In questo caso le sollecitazioni sono proporzionate alla capacità di risposta dell’organismo e determinano una reazione neuroendocrina e psichica armoniose ed adeguate. Può essere considerato uno stress “buono” perchè aiuta l’individuo ad affrontare le situazioni che si presentano fuori dalla sua comfort zone e ad apprendere. E’ quindi fondamentale che cane o gatto vengano esposti gradualmente agli stimoli che faranno parte della loro vita quotidiana, supportati se manifestano incertezza, invitati ma non costretti. E’ da evitare anche l’eccesso di protezione, tenendo cane o gatto sempre isolati e “sotto una campana di vetro”. Anche per loro è importante imparare a gestire delusioni, frustrazioni, a volte anche rabbia.
Distress.
In questo caso le sollecitazioni eccedono le capacità di risposta. Questo si verifica se la causa stressogena fisica o psichica è di intensità estremamente elevata oppure se si tratta di un prolungato stillicidio di situazioni stressanti di minor entità, ma continuative. L’individuo, non riuscendo ad adattarsi, arriva alla fase di esaurimento e si scompensa manifestando disturbi comportamentali e fisici.

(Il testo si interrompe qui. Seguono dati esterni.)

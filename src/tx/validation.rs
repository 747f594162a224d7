//! Local checks run before anything is sent to a gateway
//!
//! Addresses are StrKeys: a version byte, a 32-byte payload and a CRC16-XMODEM
//! checksum (little-endian), base32 encoded without padding.

use crate::error::WalletErrorCode;

use thiserror::Error;

const ACCOUNT_VERSION: u8 = 6 << 3; // 'G'
const CONTRACT_VERSION: u8 = 2 << 3; // 'C'
const STRKEY_LEN: usize = 56;
const ALPHABET: &[u8; 32] = b"ABCDEFGHIJKLMNOPQRSTUVWXYZ234567";

#[derive(Debug, Clone, PartialEq, Eq, Error)]
pub enum ValidationError {
    #[error("The {field} is not a valid Stellar account address.")]
    InvalidAccount { field: &'static str, value: String },

    #[error("The {field} is not a valid contract address.")]
    InvalidContract { field: &'static str, value: String },

    #[error("The {field} must be greater than zero.")]
    NonPositiveAmount { field: &'static str },

    #[error("The {field} cannot be negative.")]
    NegativeAmount { field: &'static str },

    #[error("Insufficient balance: {available} stroops spendable after the reserve, {required} required.")]
    InsufficientBalance { required: i128, available: i128 },

    #[error("Insufficient LP shares: {owned} owned, {requested} requested.")]
    InsufficientShares { owned: i128, requested: i128 },

    #[error("The pool has no liquidity yet.")]
    NoLiquidity,

    #[error("The amount is too small to produce any output.")]
    ZeroOutput,

    #[error("Slippage tolerance must be between 0 and 100 percent, got {value}.")]
    InvalidSlippage { value: String },
}

impl ValidationError {
    /// Taxonomy code reported for this failure
    pub fn code(&self) -> WalletErrorCode {
        match self {
            ValidationError::InvalidAccount { .. } | ValidationError::InvalidContract { .. } => {
                WalletErrorCode::InvalidAddress
            }
            ValidationError::InsufficientBalance { .. }
            | ValidationError::InsufficientShares { .. } => WalletErrorCode::InsufficientBalance,
            ValidationError::NoLiquidity => WalletErrorCode::ContractError,
            ValidationError::NonPositiveAmount { .. }
            | ValidationError::NegativeAmount { .. }
            | ValidationError::ZeroOutput
            | ValidationError::InvalidSlippage { .. } => WalletErrorCode::Unknown,
        }
    }
}

fn crc16_xmodem(data: &[u8]) -> u16 {
    let mut crc: u16 = 0;
    for byte in data {
        crc ^= u16::from(*byte) << 8;
        for _ in 0..8 {
            crc = if crc & 0x8000 != 0 {
                (crc << 1) ^ 0x1021
            } else {
                crc << 1
            };
        }
    }
    crc
}

fn base32_decode(input: &str) -> Option<Vec<u8>> {
    let mut out = Vec::with_capacity(input.len() * 5 / 8);
    let mut buffer: u32 = 0;
    let mut bits = 0;
    for c in input.bytes() {
        let value = ALPHABET.iter().position(|a| *a == c)? as u32;
        buffer = (buffer << 5) | value;
        bits += 5;
        if bits >= 8 {
            bits -= 8;
            out.push((buffer >> bits) as u8);
            buffer &= (1 << bits) - 1;
        }
    }
    // Leftover bits must be zero for a canonical encoding
    if buffer != 0 {
        return None;
    }
    Some(out)
}

fn base32_encode(data: &[u8]) -> String {
    let mut out = String::with_capacity((data.len() * 8 + 4) / 5);
    let mut buffer: u32 = 0;
    let mut bits = 0;
    for byte in data {
        buffer = (buffer << 8) | u32::from(*byte);
        bits += 8;
        while bits >= 5 {
            bits -= 5;
            out.push(ALPHABET[((buffer >> bits) & 0x1f) as usize] as char);
        }
        buffer &= (1 << bits) - 1;
    }
    if bits > 0 {
        out.push(ALPHABET[((buffer << (5 - bits)) & 0x1f) as usize] as char);
    }
    out
}

fn decode_strkey(version: u8, address: &str) -> Option<[u8; 32]> {
    if address.len() != STRKEY_LEN {
        return None;
    }
    let raw = base32_decode(address)?;
    if raw.len() != 35 || raw[0] != version {
        return None;
    }
    let (body, checksum) = raw.split_at(33);
    let expected = crc16_xmodem(body).to_le_bytes();
    if checksum != expected {
        return None;
    }
    let mut payload = [0u8; 32];
    payload.copy_from_slice(&body[1..]);
    Some(payload)
}

fn encode_strkey(version: u8, payload: &[u8; 32]) -> String {
    let mut raw = Vec::with_capacity(35);
    raw.push(version);
    raw.extend_from_slice(payload);
    let checksum = crc16_xmodem(&raw).to_le_bytes();
    raw.extend_from_slice(&checksum);
    base32_encode(&raw)
}

/// Encode an ed25519 public key as a `G…` account address
pub fn encode_account(public_key: &[u8; 32]) -> String {
    encode_strkey(ACCOUNT_VERSION, public_key)
}

/// Encode a contract hash as a `C…` contract address
pub fn encode_contract(contract_hash: &[u8; 32]) -> String {
    encode_strkey(CONTRACT_VERSION, contract_hash)
}

pub fn is_valid_account(address: &str) -> bool {
    decode_strkey(ACCOUNT_VERSION, address).is_some()
}

pub fn is_valid_contract(address: &str) -> bool {
    decode_strkey(CONTRACT_VERSION, address).is_some()
}

/// 32-byte hex transaction hash
pub fn is_valid_tx_hash(hash: &str) -> bool {
    hash.len() == 64 && hex::decode(hash).is_ok()
}

pub fn require_account(field: &'static str, address: &str) -> Result<(), ValidationError> {
    if is_valid_account(address) {
        Ok(())
    } else {
        Err(ValidationError::InvalidAccount {
            field,
            value: address.to_string(),
        })
    }
}

pub fn require_contract(field: &'static str, address: &str) -> Result<(), ValidationError> {
    if is_valid_contract(address) {
        Ok(())
    } else {
        Err(ValidationError::InvalidContract {
            field,
            value: address.to_string(),
        })
    }
}

/// Accounts and contracts can both hold allowances
pub fn require_address(field: &'static str, address: &str) -> Result<(), ValidationError> {
    if is_valid_account(address) || is_valid_contract(address) {
        Ok(())
    } else {
        Err(ValidationError::InvalidAccount {
            field,
            value: address.to_string(),
        })
    }
}

pub fn require_positive(field: &'static str, amount: i128) -> Result<(), ValidationError> {
    if amount > 0 {
        Ok(())
    } else {
        Err(ValidationError::NonPositiveAmount { field })
    }
}

pub fn require_non_negative(field: &'static str, amount: i128) -> Result<(), ValidationError> {
    if amount >= 0 {
        Ok(())
    } else {
        Err(ValidationError::NegativeAmount { field })
    }
}

/// Slippage is a percentage in `0..=100`; NaN is rejected
pub fn require_slippage(percent: f64) -> Result<(), ValidationError> {
    if (0.0..=100.0).contains(&percent) {
        Ok(())
    } else {
        Err(ValidationError::InvalidSlippage {
            value: percent.to_string(),
        })
    }
}

/// `amount` must fit in the balance left after keeping `reserve` back
pub fn require_spendable(amount: i128, balance: i128, reserve: i128) -> Result<(), ValidationError> {
    let available = balance.saturating_sub(reserve).max(0);
    if amount <= available {
        Ok(())
    } else {
        Err(ValidationError::InsufficientBalance {
            required: amount,
            available,
        })
    }
}

#[cfg(test)]
mod tests {
    use super::*;

    const ZERO_ACCOUNT: &str = "GAAAAAAAAAAAAAAAAAAAAAAAAAAAAAAAAAAAAAAAAAAAAAAAAAAAAWHF";
    const ZERO_CONTRACT: &str = "CAAAAAAAAAAAAAAAAAAAAAAAAAAAAAAAAAAAAAAAAAAAAAAAAAAABSC4";

    #[test]
    fn test_crc16_xmodem_check_value() {
        assert_eq!(crc16_xmodem(b"123456789"), 0x31c3);
    }

    #[test]
    fn test_known_addresses() {
        assert!(is_valid_account(ZERO_ACCOUNT));
        assert!(is_valid_contract(ZERO_CONTRACT));
        assert!(!is_valid_account(ZERO_CONTRACT));
        assert!(!is_valid_contract(ZERO_ACCOUNT));
    }

    #[test]
    fn test_encoding_matches_known_vectors() {
        assert_eq!(encode_account(&[0u8; 32]), ZERO_ACCOUNT);
        assert_eq!(encode_contract(&[0u8; 32]), ZERO_CONTRACT);
        assert_eq!(
            encode_account(&[1u8; 32]),
            "GAAQCAIBAEAQCAIBAEAQCAIBAEAQCAIBAEAQCAIBAEAQCAIBAEAQDZ7H"
        );
        assert_eq!(
            encode_contract(&[7u8; 32]),
            "CADQOBYHA4DQOBYHA4DQOBYHA4DQOBYHA4DQOBYHA4DQOBYHA4DQP5KR"
        );
    }

    #[test]
    fn test_rejects_malformed_addresses() {
        let mut corrupted = ZERO_ACCOUNT.to_string();
        corrupted.replace_range(10..11, "B");
        let lowered = ZERO_ACCOUNT.to_lowercase();
        for bad in [
            "",
            "GABC",
            corrupted.as_str(),
            lowered.as_str(),
            &ZERO_ACCOUNT[..55],
            "GAAAAAAAAAAAAAAAAAAAAAAAAAAAAAAAAAAAAAAAAAAAAAAAAAAAAWH1",
        ] {
            assert!(!is_valid_account(bad), "{bad}");
        }
    }

    #[test]
    fn test_amount_checks() {
        assert!(require_positive("amount", 1).is_ok());
        assert_eq!(
            require_positive("amount", 0),
            Err(ValidationError::NonPositiveAmount { field: "amount" })
        );
        assert!(require_non_negative("amount", 0).is_ok());
        assert!(require_non_negative("amount", -1).is_err());
    }

    #[test]
    fn test_slippage_range() {
        for ok in [0.0, 0.005, 0.5, 100.0] {
            assert!(require_slippage(ok).is_ok(), "{ok}");
        }
        for bad in [-0.1, 100.5, 150.0, f64::NAN, f64::INFINITY] {
            let err = require_slippage(bad).unwrap_err();
            assert!(matches!(err, ValidationError::InvalidSlippage { .. }), "{bad}");
            assert_eq!(err.code(), WalletErrorCode::Unknown);
        }
        assert_eq!(
            require_slippage(150.0).unwrap_err().to_string(),
            "Slippage tolerance must be between 0 and 100 percent, got 150."
        );
    }

    #[test]
    fn test_spendable_keeps_reserve() {
        assert!(require_spendable(85, 100, 15).is_ok());
        let err = require_spendable(86, 100, 15).unwrap_err();
        assert_eq!(
            err,
            ValidationError::InsufficientBalance {
                required: 86,
                available: 85
            }
        );
        assert_eq!(err.code(), WalletErrorCode::InsufficientBalance);
        assert!(require_spendable(1, 10, 15).is_err());
    }

    #[test]
    fn test_tx_hash_format() {
        assert!(is_valid_tx_hash(&"ab".repeat(32)));
        assert!(!is_valid_tx_hash("abc"));
        assert!(!is_valid_tx_hash(&"zz".repeat(32)));
    }

    #[test]
    fn test_validation_messages_are_direct() {
        let err = ValidationError::InvalidAccount {
            field: "recipient",
            value: "nope".into(),
        };
        assert_eq!(err.code(), WalletErrorCode::InvalidAddress);
        assert_eq!(err.to_string(), "The recipient is not a valid Stellar account address.");
    }
}
//! Transaction lifecycle: records, validation, confirmation and the log

pub mod confirm;
pub mod log;
pub mod manager;
pub mod types;
pub mod validation;

pub use confirm::{Confirmation, ConfirmationPolicy, ConfirmationTracker};
pub use log::{TransactionLog, DEFAULT_CAPACITY};
pub use manager::{ManagerConfig, TransactionManager};
pub use types::{Operation, Transaction, TxId, TxKind, TxStatus};
pub use validation::ValidationError;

La maggior parte dei disturbi comportamentali degli animali familiari alle nostre latitudini è collegata a stress cronici da mancanza di attività fisica ( perlustrativa, olfattiva, masticatoria) e sociale ( identificazione e comunicazione col gruppo familiare, ruolo e competenze all’interno del gruppo, relazioni coi simili). Per il gatto gli stress cronici sono legati soprattutto a vita in ambienti rumorosi, mancanza di attività e di stimoli ambientali idonei, condivisione forzata di spazi molto ridotti, posizionamento scorretto della cassetta igienica, mancanza di zone di isolamento.
I segnali di stress nel cane.
I segnali di stress nel cane sono facilmente identificabili, ma spesso non vengono “ascoltati” perché sono segnali visivi:
• tachicardia, respiro accelerato, salivazione eccessiva
• piloerezione
• inquietudine, distrazione, agitazione, piagnucolii e vocalizzazioni eccessive ( in questi casi spesso il cane viene forzato a rimanere in “zona disagio” e anche sgridato)
• leccamenti del muso, sbadigli tremori
• postura bassa, tendenza a nascondersi dietro le gambe del convivente umano
• minzioni emotive, diarree
• inappetenza o bulimia
• dermatiti ed enteriti croniche
• rincorrere e mordere la propria coda ( circling, tail chasing)
I segnali di stress nel gatto.
Eccoli:
• distrazione, agitazione, svogliatezza
• passività insolita
• miagolii di difesa
• eccessiva perdita di pelo o pelo arruffato
• pupille dilatate
• inappetenza o bulimia
• disturbi cronici delle basse vie urinarie
• dermatiti croniche da leccamento
Vorrei concludere proponendo due segnali che devono essere motivo di riflessione.
1) E’ un mangione! cani o gatti obesi che chiedono ripetutamente cibo e mangiano continuamente e voracemente spesso non “scoppiano di salute”, ma rivelano ( dopo aver escluso le cause cliniche) un malessere e una comunicazione disfunzionale: la bulimia è una condotta compensatoria. Quindi l’affermazione “ se mangia vuol dire che sta bene” non è sempre vera.
2) E’ stato buonissimo! E’ una chiave di lettura che fornisco sempre alla prima visita di un pet nelle famiglie con bambini, ma soprattutto quando la nuova introduzione è un coniglietto. Gli individui di questa specie infatti, in caso di stress o paura, assumono la posizione detta “freezing” ovvero si accucciano e restano immobili. Spesso questo comportamento viene scambiato per accettazione piacevole del contatto e il continuo perdurare di questo stress lascia indelebilmente una serie di sensazioni negative che possono ripercuotersi sulla salute fisica e mentale di chi subisce questo tipo di approccio unidirezionale.
E’ fondamentale quindi trascorrere tempo di buona qualità ( condividendo attività piacevoli) con i nostri amici a quattro zampe, imparare a leggere i loro segnali e a comunicare. Avere aspettative e aspirazioni adeguate alle caratteristiche e capacità dell’intero sistema familiare misto. Migliorare la qualità di vita dei nostri animali domestici significa avere a cuore il loro benessere ma, soprattutto, contribuire al raggiungimento dell’armonia dell’intero gruppo familiare.